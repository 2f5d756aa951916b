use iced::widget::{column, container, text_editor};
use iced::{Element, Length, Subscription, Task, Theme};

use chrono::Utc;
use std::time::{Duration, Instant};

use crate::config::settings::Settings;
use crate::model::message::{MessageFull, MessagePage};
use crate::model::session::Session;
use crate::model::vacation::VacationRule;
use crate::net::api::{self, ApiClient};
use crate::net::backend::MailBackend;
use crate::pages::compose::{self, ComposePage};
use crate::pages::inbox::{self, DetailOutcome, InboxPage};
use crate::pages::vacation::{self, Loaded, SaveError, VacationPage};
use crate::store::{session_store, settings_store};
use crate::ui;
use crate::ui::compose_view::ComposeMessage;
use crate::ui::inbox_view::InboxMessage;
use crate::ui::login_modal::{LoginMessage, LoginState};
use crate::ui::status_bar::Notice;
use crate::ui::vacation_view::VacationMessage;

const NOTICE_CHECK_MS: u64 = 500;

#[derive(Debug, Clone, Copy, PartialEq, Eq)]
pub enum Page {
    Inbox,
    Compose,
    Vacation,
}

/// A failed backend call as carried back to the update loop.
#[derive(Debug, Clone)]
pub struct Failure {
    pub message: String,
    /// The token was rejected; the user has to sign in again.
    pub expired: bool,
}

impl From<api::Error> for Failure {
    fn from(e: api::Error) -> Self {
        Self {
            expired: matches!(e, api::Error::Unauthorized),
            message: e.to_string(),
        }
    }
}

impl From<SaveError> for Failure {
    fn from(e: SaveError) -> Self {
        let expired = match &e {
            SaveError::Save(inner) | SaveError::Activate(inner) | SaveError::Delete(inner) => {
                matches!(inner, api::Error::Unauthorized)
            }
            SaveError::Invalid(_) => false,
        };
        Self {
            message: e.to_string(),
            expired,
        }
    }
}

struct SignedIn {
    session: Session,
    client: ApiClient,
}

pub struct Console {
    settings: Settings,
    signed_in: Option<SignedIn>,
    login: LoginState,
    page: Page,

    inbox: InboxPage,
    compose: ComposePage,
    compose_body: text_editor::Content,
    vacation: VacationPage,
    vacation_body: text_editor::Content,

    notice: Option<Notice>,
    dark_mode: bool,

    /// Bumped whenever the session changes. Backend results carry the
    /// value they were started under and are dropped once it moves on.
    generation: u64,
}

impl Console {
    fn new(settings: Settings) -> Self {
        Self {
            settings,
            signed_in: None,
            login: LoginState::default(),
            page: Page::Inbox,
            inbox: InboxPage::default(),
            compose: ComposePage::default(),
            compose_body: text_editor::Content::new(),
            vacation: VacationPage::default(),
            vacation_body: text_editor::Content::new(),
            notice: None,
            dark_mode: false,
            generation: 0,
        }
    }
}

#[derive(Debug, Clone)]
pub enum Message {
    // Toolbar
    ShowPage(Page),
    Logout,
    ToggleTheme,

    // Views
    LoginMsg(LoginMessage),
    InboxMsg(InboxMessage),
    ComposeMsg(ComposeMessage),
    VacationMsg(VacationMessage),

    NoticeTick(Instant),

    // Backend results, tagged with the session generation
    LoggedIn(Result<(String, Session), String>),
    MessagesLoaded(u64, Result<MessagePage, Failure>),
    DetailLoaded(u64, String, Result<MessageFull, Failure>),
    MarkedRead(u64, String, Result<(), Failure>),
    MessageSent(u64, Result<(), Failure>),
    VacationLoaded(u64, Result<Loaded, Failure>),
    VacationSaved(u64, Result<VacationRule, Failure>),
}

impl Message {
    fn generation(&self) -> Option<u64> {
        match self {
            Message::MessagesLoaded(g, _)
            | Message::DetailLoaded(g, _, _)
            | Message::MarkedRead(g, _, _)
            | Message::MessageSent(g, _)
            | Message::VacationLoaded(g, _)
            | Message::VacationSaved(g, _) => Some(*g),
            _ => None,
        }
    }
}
•••••
[What this task involves] Tally the lines above with "inner", please; number only.

[Finished task] 2